//! `Directory`: the `$I30` index view keyed by `FileNameRecord`, compared
//! in NTFS-uppercase order of the UTF-16 name.
//!
//! Attribute-level orchestration (creating the `FileName` attribute on the
//! target record, bumping its hard-link count) lives above this, in the
//! file layer: `Directory` only owns the index's key/value pairs and the
//! 8.3 short-name and alias bookkeeping that are pure functions of those
//! pairs.

use crate::error::{NtfsError, Result};
use crate::index::{Collator, Index, RawEntry};
use crate::structures::{FileRecordReference, Namespace};
use crate::upcase::UpCaseTable;
use byteorder::{ByteOrder, LittleEndian};
use std::cmp::Ordering;

/// Fixed portion of an on-disk `$FILE_NAME` attribute, ahead of the name
/// itself: parent ref (8) + 4 FILETIMEs (32) + allocated
/// size (8) + real size (8) + file attributes (4) + ea-size-or-reparse-tag
/// (4) + name length in UTF-16 units (1) + namespace (1).
const FIXED_HEADER_LEN: usize = 8 + 32 + 8 + 8 + 4 + 4 + 1 + 1;

#[derive(Debug, Clone, PartialEq, Eq)]
pub struct FileNameRecord {
    pub parent: FileRecordReference,
    pub creation_time: u64,
    pub modification_time: u64,
    pub mft_modification_time: u64,
    pub access_time: u64,
    pub allocated_size: u64,
    pub real_size: u64,
    pub file_attributes: u32,
    pub ea_size_or_reparse_tag: u32,
    pub namespace: Namespace,
    pub name: Vec<u16>,
}

impl FileNameRecord {
    pub fn is_hidden_dos_alias(&self) -> bool {
        matches!(self.namespace, Namespace::Dos)
    }

    pub fn encode(&self) -> Vec<u8> {
        let mut buf = vec![0u8; FIXED_HEADER_LEN + self.name.len() * 2];
        buf[0..8].copy_from_slice(&self.parent.to_le_bytes());
        LittleEndian::write_u64(&mut buf[8..16], self.creation_time);
        LittleEndian::write_u64(&mut buf[16..24], self.modification_time);
        LittleEndian::write_u64(&mut buf[24..32], self.mft_modification_time);
        LittleEndian::write_u64(&mut buf[32..40], self.access_time);
        LittleEndian::write_u64(&mut buf[40..48], self.allocated_size);
        LittleEndian::write_u64(&mut buf[48..56], self.real_size);
        LittleEndian::write_u32(&mut buf[56..60], self.file_attributes);
        LittleEndian::write_u32(&mut buf[60..64], self.ea_size_or_reparse_tag);
        buf[64] = self.name.len() as u8;
        buf[65] = self.namespace as u8;
        for (i, &unit) in self.name.iter().enumerate() {
            LittleEndian::write_u16(&mut buf[FIXED_HEADER_LEN + i * 2..FIXED_HEADER_LEN + i * 2 + 2], unit);
        }
        buf
    }

    pub fn decode(buf: &[u8]) -> Result<Self> {
        if buf.len() < FIXED_HEADER_LEN {
            return Err(NtfsError::corrupt("FileNameRecord key shorter than fixed header"));
        }
        let mut parent_bytes = [0u8; 8];
        parent_bytes.copy_from_slice(&buf[0..8]);
        let name_len = buf[64] as usize;
        let namespace = Namespace::from_u8(buf[65])?;
        let name_end = FIXED_HEADER_LEN + name_len * 2;
        if name_end > buf.len() {
            return Err(NtfsError::corrupt("FileNameRecord name runs past key"));
        }
        let mut name = vec![0u16; name_len];
        for (i, unit) in name.iter_mut().enumerate() {
            *unit = LittleEndian::read_u16(&buf[FIXED_HEADER_LEN + i * 2..FIXED_HEADER_LEN + i * 2 + 2]);
        }
        Ok(FileNameRecord {
            parent: FileRecordReference::from_le_bytes(parent_bytes),
            creation_time: LittleEndian::read_u64(&buf[8..16]),
            modification_time: LittleEndian::read_u64(&buf[16..24]),
            mft_modification_time: LittleEndian::read_u64(&buf[24..32]),
            access_time: LittleEndian::read_u64(&buf[32..40]),
            allocated_size: LittleEndian::read_u64(&buf[40..48]),
            real_size: LittleEndian::read_u64(&buf[48..56]),
            file_attributes: LittleEndian::read_u32(&buf[56..60]),
            ea_size_or_reparse_tag: LittleEndian::read_u32(&buf[60..64]),
            namespace,
            name,
        })
    }

    fn name_bytes(buf: &[u8]) -> &[u8] {
        &buf[FIXED_HEADER_LEN.min(buf.len())..]
    }
}

/// Compares two encoded `FileNameRecord` keys by their name field alone,
/// folded through `$UpCase`.
pub struct FileNameCollator<'a> {
    pub upcase: &'a UpCaseTable,
}

impl<'a> Collator for FileNameCollator<'a> {
    fn compare(&self, a: &[u8], b: &[u8]) -> Ordering {
        let name_a = bytes_to_u16(FileNameRecord::name_bytes(a));
        let name_b = bytes_to_u16(FileNameRecord::name_bytes(b));
        self.upcase.compare(&name_a, &name_b)
    }
}

fn bytes_to_u16(bytes: &[u8]) -> Vec<u16> {
    bytes.chunks_exact(2).map(|c| LittleEndian::read_u16(c)).collect()
}

fn probe_key(name: &[u16]) -> Vec<u8> {
    let mut key = vec![0u8; FIXED_HEADER_LEN];
    key.extend(name.iter().flat_map(|u| u.to_le_bytes()));
    key
}

/// `name_length` is stored as a single byte, and the validity rule bounds
/// it further than that byte's own range.
pub fn validate_name(name: &[u16]) -> Result<()> {
    if name.is_empty() || name.len() > 255 {
        return Err(NtfsError::invalid("file name must be 1..=255 UTF-16 code units"));
    }
    if name.contains(&0) || name.contains(&('/' as u16)) {
        return Err(NtfsError::invalid("file name contains a forbidden character"));
    }
    Ok(())
}

pub struct Directory<'u> {
    index: Index,
    upcase: &'u UpCaseTable,
}

impl<'u> Directory<'u> {
    pub fn new_empty(index_block_size: u32, upcase: &'u UpCaseTable) -> Self {
        Directory {
            index: Index::new_empty(crate::structures::attr_type::FILE_NAME, 1, index_block_size),
            upcase,
        }
    }

    pub fn parse(root_data: &[u8], allocation_data: Option<&[u8]>, sector_size: usize, upcase: &'u UpCaseTable) -> Result<Self> {
        Ok(Directory {
            index: Index::parse(root_data, allocation_data, sector_size)?,
            upcase,
        })
    }

    pub fn to_attributes(&mut self, sector_size: usize) -> (Vec<u8>, Option<Vec<u8>>) {
        self.index.to_attributes(sector_size)
    }

    pub fn shrink_root(&mut self) -> bool {
        self.index.shrink_root()
    }

    fn collator(&self) -> FileNameCollator<'_> {
        FileNameCollator { upcase: self.upcase }
    }

    pub fn len(&self) -> usize {
        self.index.len()
    }

    pub fn is_empty(&self) -> bool {
        self.index.is_empty()
    }

    pub fn lookup(&self, name: &[u16]) -> Option<(FileNameRecord, FileRecordReference)> {
        let probe = probe_key(name);
        let entry = self.index.lookup(&probe, &self.collator())?;
        decode_entry(entry).ok()
    }

    /// Insert a new `(name, child)` index entry. Does not touch the
    /// target record's attribute list or hard-link count; the file layer
    /// does that before or after calling this.
    pub fn add_entry(&mut self, name: FileNameRecord, child: FileRecordReference) -> Result<()> {
        validate_name(&name.name)?;
        let entry = RawEntry {
            key: name.encode(),
            data: child.to_le_bytes().to_vec(),
        };
        self.index.insert(entry, &self.collator())
    }

    pub fn remove_entry(&mut self, name: &[u16]) -> Result<(FileNameRecord, FileRecordReference)> {
        let probe = probe_key(name);
        let removed = self.index.remove(&probe, &self.collator())?;
        decode_entry(&removed)
    }

    pub fn list(&self) -> impl Iterator<Item = (FileNameRecord, FileRecordReference)> + '_ {
        self.index.range_scan().filter_map(|e| decode_entry(e).ok())
    }

    /// All entries whose child reference is `target` — a Win32 entry and
    /// its Dos alias share one, and removing either must remove both
    ///.
    pub fn find_aliases_for(&self, target: FileRecordReference) -> Vec<(FileNameRecord, FileRecordReference)> {
        self.list().filter(|(_, r)| *r == target).collect()
    }

    /// Generate a unique `BASE~N.EXT` 8.3 short name for `long_name`,
    /// trying `N = 1, 2, 3, ...` until no existing Dos/Win32AndDos entry
    /// collides.
    pub fn create_short_name(&self, long_name: &[u16]) -> String {
        let long_name = String::from_utf16_lossy(long_name);
        let (base, ext) = match long_name.rsplit_once('.') {
            Some((b, e)) if !b.is_empty() => (b, e),
            _ => (long_name.as_str(), ""),
        };
        let sanitized_base = sanitize_83(base);
        let sanitized_ext: String = sanitize_83(ext).chars().take(3).collect();

        let existing: std::collections::HashSet<String> = self
            .list()
            .filter(|(fnr, _)| matches!(fnr.namespace, Namespace::Dos | Namespace::Win32AndDos))
            .map(|(fnr, _)| String::from_utf16_lossy(&fnr.name).to_ascii_uppercase())
            .collect();

        for n in 1u32.. {
            let suffix = format!("~{n}");
            let prefix_len = sanitized_base.chars().count().min(8usize.saturating_sub(suffix.len()));
            let prefix: String = sanitized_base.chars().take(prefix_len).collect();
            let candidate = if sanitized_ext.is_empty() {
                format!("{prefix}{suffix}")
            } else {
                format!("{prefix}{suffix}.{sanitized_ext}")
            };
            if !existing.contains(&candidate) {
                return candidate;
            }
        }
        unreachable!("u32 short-name suffix space exhausted")
    }
}

fn decode_entry(entry: &RawEntry) -> Result<(FileNameRecord, FileRecordReference)> {
    let fnr = FileNameRecord::decode(&entry.key)?;
    if entry.data.len() != 8 {
        return Err(NtfsError::corrupt("directory index entry data is not an 8-byte file reference"));
    }
    let mut bytes = [0u8; 8];
    bytes.copy_from_slice(&entry.data);
    Ok((fnr, FileRecordReference::from_le_bytes(bytes)))
}

fn sanitize_83(s: &str) -> String {
    s.chars()
        .filter(|c| c.is_ascii_alphanumeric() || "$%'-_@~`!(){}^#&".contains(*c))
        .collect::<String>()
        .to_ascii_uppercase()
}
//! Error type shared by every layer of the engine.

use thiserror::Error;

/// Crate-wide result alias.
pub type Result<T> = std::result::Result<T, NtfsError>;

#[derive(Debug, Error)]
pub enum NtfsError {
    #[error("corrupt metadata: {0}")]
    Corrupt(String),

    #[error("not found: {0}")]
    NotFound(String),

    #[error("already exists: {0}")]
    AlreadyExists(String),

    #[error("out of space")]
    OutOfSpace,

    #[error("invalid argument: {0}")]
    InvalidArgument(String),

    #[error("volume is read-only")]
    ReadOnly,

    #[error("unsupported: {0}")]
    Unsupported(String),

    #[error("I/O failure: {0}")]
    IoFailure(#[from] std::io::Error),
}

impl NtfsError {
    pub fn corrupt(reason: impl Into<String>) -> Self {
        NtfsError::Corrupt(reason.into())
    }

    pub fn not_found(what: impl Into<String>) -> Self {
        NtfsError::NotFound(what.into())
    }

    pub fn invalid(reason: impl Into<String>) -> Self {
        NtfsError::InvalidArgument(reason.into())
    }
}
//! Site Rendering
//!
//! Content-to-markup mapping for the portfolio page.
//!
//! ## Layout
//! - `view`: palette lookup, section shell, link policy, escaping
//! - `sections`: hero, about, stack, projects, contact
//! - `generator`: assembles the full document

pub mod view;
pub mod sections;
pub mod generator;

pub use generator::SiteGenerator;
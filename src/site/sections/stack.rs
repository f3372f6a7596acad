//! Stack Section
//!
//! One card per tech category, in source order: icon, title, optional
//! focus subtitle, and a chip per skill label.

use crate::content::TechCategory;
use crate::site::view::{escape_html, icon_markup, section_shell, tag_chip};

pub fn generate(categories: &[TechCategory]) -> String {
    let mut body = String::with_capacity(2048);
    body.push_str("<div class=\"card-grid cols-2\">\n");
    for category in categories {
        body.push_str(&category_card(category));
    }
    body.push_str("</div>\n");

    section_shell(
        "stack",
        "Technical stack",
        "Tools that shape resilient, automated delivery",
        None,
        &body,
    )
}

fn category_card(category: &TechCategory) -> String {
    let mut html = String::with_capacity(512);
    html.push_str("<article class=\"card stack-card\">\n");
    html.push_str("<div class=\"card-heading\">\n");
    html.push_str(&icon_markup(category.icon));
    html.push_str("<div>\n");
    html.push_str(&format!("<h3>{}</h3>\n", escape_html(&category.title)));
    if let Some(focus) = &category.focus {
        html.push_str(&format!(
            "<p class=\"card-focus\">{}</p>\n",
            escape_html(focus)
        ));
    }
    html.push_str("</div>\n</div>\n");
    html.push_str("<div class=\"chips\">\n");
    for item in &category.items {
        html.push_str(&tag_chip("chip", item));
        html.push('\n');
    }
    html.push_str("</div>\n</article>\n");
    html
}

#[cfg(test)]
mod tests {
    use super::*;
    use crate::content::SiteContent;

    #[test]
    fn renders_one_card_per_category_in_order() {
        let stack = SiteContent::canonical().tech_stack;
        let html = generate(&stack);
        assert_eq!(
            html.matches("stack-card").count(),
            stack.len(),
            "one card per category"
        );
        // Source order is display order.
        let mut last = 0;
        for category in &stack {
            let needle = format!("<h3>{}</h3>", escape_html(&category.title));
            let pos = html[last..].find(&needle).expect("category title missing");
            last += pos;
        }
    }

    #[test]
    fn skips_absent_focus_subtitle() {
        let mut stack = SiteContent::canonical().tech_stack;
        stack[0].focus = None;
        let html = category_card(&stack[0]);
        assert!(!html.contains("card-focus"));
    }

    #[test]
    fn escapes_skill_labels() {
        let stack = SiteContent::canonical().tech_stack;
        let html = generate(&stack);
        assert!(html.contains("DevOps &amp; Automation"));
    }
}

• WHAT YOU ARE ASKED TO DO:
Of all the entries above, retype exactly the lines from the line with "repository f3372f6a7596acad" to the line with "for category in categories", both included, and no others.

• EXERCISE SOLUTION:
repository f3372f6a7596acad
//! Stack Section
//!
//! One card per tech category, in source order: icon, title, optional
//! focus subtitle, and a chip per skill label.

use crate::content::TechCategory;
use crate::site::view::{escape_html, icon_markup, section_shell, tag_chip};

pub fn generate(categories: &[TechCategory]) -> String {
    let mut body = String::with_capacity(2048);
    body.push_str("<div class=\"card-grid cols-2\">\n");
    for category in categories {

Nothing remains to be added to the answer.